Directed by: Malcolm D. Lee
Written by: Kevin Hart, Harry Ratchford, Joey Wells, Matt Kellard, Nicholas Stoller, John Hamburg
Produced by: Will Packer, Kevin Hart
Starring: Kevin Hart, Tiffany Haddish, Taran Killam, Romany Malco.
I arrived at the preview of Night School with my tub of popcorn expecting a big, bold American-style comedy and it was that, but it was also something more.
The movie opens with Teddy (Kevin Hart) sparring with his sister over his decision to quit high school rather than face yet another test. Teddy argues that the test is not relevant to African American students; he can’t see the point of, ‘calculating the average number of Manatees in California’.

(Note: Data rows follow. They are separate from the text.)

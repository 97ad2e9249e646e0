//! Date normalization for registry exports
//!
//! Enrollment dates in the ICTRP export mix four numeric layouts and free
//! text. The layout is decided from the leading characters; values that fit
//! no layout are parsed best-effort and become `None` on failure.

use chrono::{NaiveDate, NaiveDateTime};
use lazy_static::lazy_static;
use regex::Regex;
use serde::{Deserialize, Serialize};

lazy_static! {
    static ref YEAR_FIRST_SLASH: Regex = Regex::new(r"^\d{4}/\d{2}/\d{2}").unwrap();
    static ref DAY_FIRST_SLASH: Regex = Regex::new(r"^\d{2}/\d{2}/\d{4}").unwrap();
    static ref YEAR_FIRST_DASH: Regex = Regex::new(r"^\d{4}-\d{2}-\d{2}").unwrap();
    static ref DAY_FIRST_DASH: Regex = Regex::new(r"^\d{2}-\d{2}-\d{4}").unwrap();
    static ref MONTH_YEAR: Regex = Regex::new(r"^(\p{L}+),?\s+(\d{4})$").unwrap();
    static ref NUMERIC_YEAR_MONTH: Regex = Regex::new(r"^(\d{4})[-/](\d{1,2})$").unwrap();
}

/// Free-text layouts, tried in order
const TEXT_FORMATS: &[&str] = &[
    "%B %d, %Y",
    "%B %d %Y",
    "%d %B %Y",
    "%d %B, %Y",
    "%B %d,%Y",
    "%d-%B-%Y",
];

/// Best-effort layouts for anything else, tried before the text layouts.
/// Day and month may be unpadded.
const FALLBACK_FORMATS: &[&str] = &[
    "%Y-%m-%d",
    "%Y/%m/%d",
    "%d/%m/%Y",
    "%d-%m-%Y",
    "%Y%m%d",
    "%Y.%m.%d",
    "%d.%m.%Y",
];

/// Parse a raw enrollment date.
///
/// Shapes: `YYYY/MM/DD`, `DD/MM/YYYY`, `YYYY-MM-DD`, `DD-MM-YYYY`, or free
/// text beginning with a letter ("April 1, 2020", "1 April 2020",
/// "April 2020").
pub fn enrollment_dates(raw: &str) -> Option<NaiveDate> {
    let value = raw.trim();
    let first = value.chars().next()?;

    if first.is_alphabetic() {
        return parse_free_text(value);
    }

    let shaped = [
        (&*YEAR_FIRST_SLASH, "%Y/%m/%d"),
        (&*DAY_FIRST_SLASH, "%d/%m/%Y"),
        (&*YEAR_FIRST_DASH, "%Y-%m-%d"),
        (&*DAY_FIRST_DASH, "%d-%m-%Y"),
    ];
    for (shape, format) in shaped {
        if let Some(m) = shape.find(value) {
            return NaiveDate::parse_from_str(m.as_str(), format).ok();
        }
    }

    parse_fallback(value)
}

fn parse_free_text(value: &str) -> Option<NaiveDate> {
    let cleaned = value.replace('.', "");

    // Month and year only: first of the month
    if let Some(cap) = MONTH_YEAR.captures(&cleaned) {
        let day_first = format!("1 {} {}", &cap[1], &cap[2]);
        return NaiveDate::parse_from_str(&day_first, "%d %B %Y").ok();
    }

    TEXT_FORMATS
        .iter()
        .find_map(|format| NaiveDate::parse_from_str(&cleaned, format).ok())
}

fn parse_fallback(value: &str) -> Option<NaiveDate> {
    for format in FALLBACK_FORMATS {
        if let Ok(date) = NaiveDate::parse_from_str(value, format) {
            return Some(date);
        }
    }
    // Year and month only: first of the month
    if let Some(cap) = NUMERIC_YEAR_MONTH.captures(value) {
        let year = cap[1].parse().ok()?;
        let month = cap[2].parse().ok()?;
        return NaiveDate::from_ymd_opt(year, month, 1);
    }
    // Day-first text such as "1 April 2020"
    let parsed = parse_free_text(value);
    if parsed.is_none() {
        tracing::debug!("Unparseable date coerced to null: {:?}", value);
    }
    parsed
}

/// Parse the ICTRP `Date registration3` column (`YYYYMMDD`)
pub fn parse_registration_date(raw: &str) -> Option<NaiveDate> {
    NaiveDate::parse_from_str(raw.trim(), "%Y%m%d").ok()
}

/// A date cell that may already have been parsed
#[derive(Debug, Clone, PartialEq, Eq, Serialize, Deserialize)]
#[serde(untagged)]
pub enum DateValue {
    Missing,
    Date(NaiveDate),
    Timestamp(NaiveDateTime),
    Text(String),
}

/// Reduce a date cell to a calendar date.
///
/// Text is returned unchanged, timestamps lose their time of day.
pub fn fix_date(value: DateValue) -> DateValue {
    match value {
        DateValue::Timestamp(ts) => DateValue::Date(ts.date()),
        other => other,
    }
}

#[cfg(test)]
mod tests {
    use super::*;

    fn date(y: i32, m: u32, d: u32) -> NaiveDate {
        NaiveDate::from_ymd_opt(y, m, d).unwrap()
    }

    #[test]
    fn test_iso_and_day_first_disambiguate() {
        assert_eq!(enrollment_dates("2020-04-01"), Some(date(2020, 4, 1)));
        assert_eq!(enrollment_dates("01-04-2020"), Some(date(2020, 4, 1)));
    }

    #[test]
    fn test_slash_layouts() {
        assert_eq!(enrollment_dates("2020/03/15"), Some(date(2020, 3, 15)));
        assert_eq!(enrollment_dates("15/03/2020"), Some(date(2020, 3, 15)));
    }

    #[test]
    fn test_trailing_time_ignored() {
        assert_eq!(
            enrollment_dates("2020-02-01 00:00:00"),
            Some(date(2020, 2, 1))
        );
    }

    #[test]
    fn test_free_text() {
        assert_eq!(enrollment_dates("April 1, 2020"), Some(date(2020, 4, 1)));
        assert_eq!(enrollment_dates("1 April 2020"), Some(date(2020, 4, 1)));
        assert_eq!(enrollment_dates("April 2020"), Some(date(2020, 4, 1)));
    }

    #[test]
    fn test_fallback_and_null() {
        assert_eq!(enrollment_dates("20200401"), Some(date(2020, 4, 1)));
        assert_eq!(enrollment_dates("2020-4-1"), Some(date(2020, 4, 1)));
        assert_eq!(enrollment_dates("2020-04"), Some(date(2020, 4, 1)));
        assert_eq!(enrollment_dates("2020-13"), None);
        assert_eq!(enrollment_dates("not a date 99"), None);
        assert_eq!(enrollment_dates("31/02/2020"), None);
        assert_eq!(enrollment_dates(""), None);
        assert_eq!(enrollment_dates("??"), None);
    }

    #[test]
    fn test_registration_date() {
        assert_eq!(parse_registration_date("20200310"), Some(date(2020, 3, 10)));
        assert_eq!(parse_registration_date("2020-03-10"), None);
    }

    #[test]
    fn test_fix_date() {
        let ts = date(2020, 4, 1).and_hms_opt(13, 30, 0).unwrap();
        assert_eq!(fix_date(DateValue::Timestamp(ts)), DateValue::Date(date(2020, 4, 1)));
        assert_eq!(
            fix_date(DateValue::Text("pending".to_string())),
            DateValue::Text("pending".to_string())
        );
        assert_eq!(fix_date(DateValue::Date(date(2020, 4, 1))), DateValue::Date(date(2020, 4, 1)));
        assert_eq!(fix_date(DateValue::Missing), DateValue::Missing);
    }
}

At the time, leaving school did not seem like such a bad idea. A few years later and Teddy is selling barbeques so successfully that his boss offers to hand over the business to him when he retires. Teddy seems to have it all: a drop-dead-gorgeous girlfriend, a luxury sports car and a secure, well-paid future. That is, until he accidentally blows up Barbeque City.
Despite an unparalleled talent for hustling, Teddy is looking at a long term future on the side of a highway wearing a chicken suit unless he returns to school. Unluckily for Teddy, the boy he publicly humiliated when they were students (Taran Killam) now runs the school, striding down the corridors with a baseball bat and a horrible case of ‘black-talking’, and the woman teaching the night class (Tiffany Haddish) turns out to be the complete stranger who dissed him out at the traffic lights earlier on. Even the text book is terrifyingly huge, and definitely not the mere ‘leaflet’ Teddy was hoping for.
If this isn’t enough, he discovers that he has a cocktail of learning difficulties including: dyslexia, dyscalculia and a processing disorder. Not that it wins Teddy any sympathy with his smart and fiercely dedicated teacher. She quips that he is ‘clinically dumb’ before launching a unique hands on special-ed program designed to unencumber his ‘neural pathways’.
All of this might turn others to a life of crime (has turned one class member), but Teddy still has his beautiful fiancé, Lisa, to live up to. Believing that she is out of his league, he has convinced her that he’s working for his best friend as an investment adviser, but he must first qualify for his GED if he is to make this true.
Usually, when I see a movie for the first time I experience the score in a direct, visceral way, and it takes deliberate effort to tune in to the sound more consciously. In this instance I did manage to wrench myself out of the action and I was impressed not only by the cleverness of the soundtrack, but the unpredictable ways it enhanced the comedy.
It wasn’t until final scenes that I realised that the Night School had been made with a genuine sense of conviction, and with much stealth, guile and cunning I had been drawn into a view of education as more important than any obstacle, however enormous. Yet the achievement of this movie is that there was not the slightest feeling of being lectured to. Well, maybe a tiny bit in the final joke littered speech. By then the entire cast has experienced their own brand of growth. Even the principal has shed his ‘black talking’ sneer.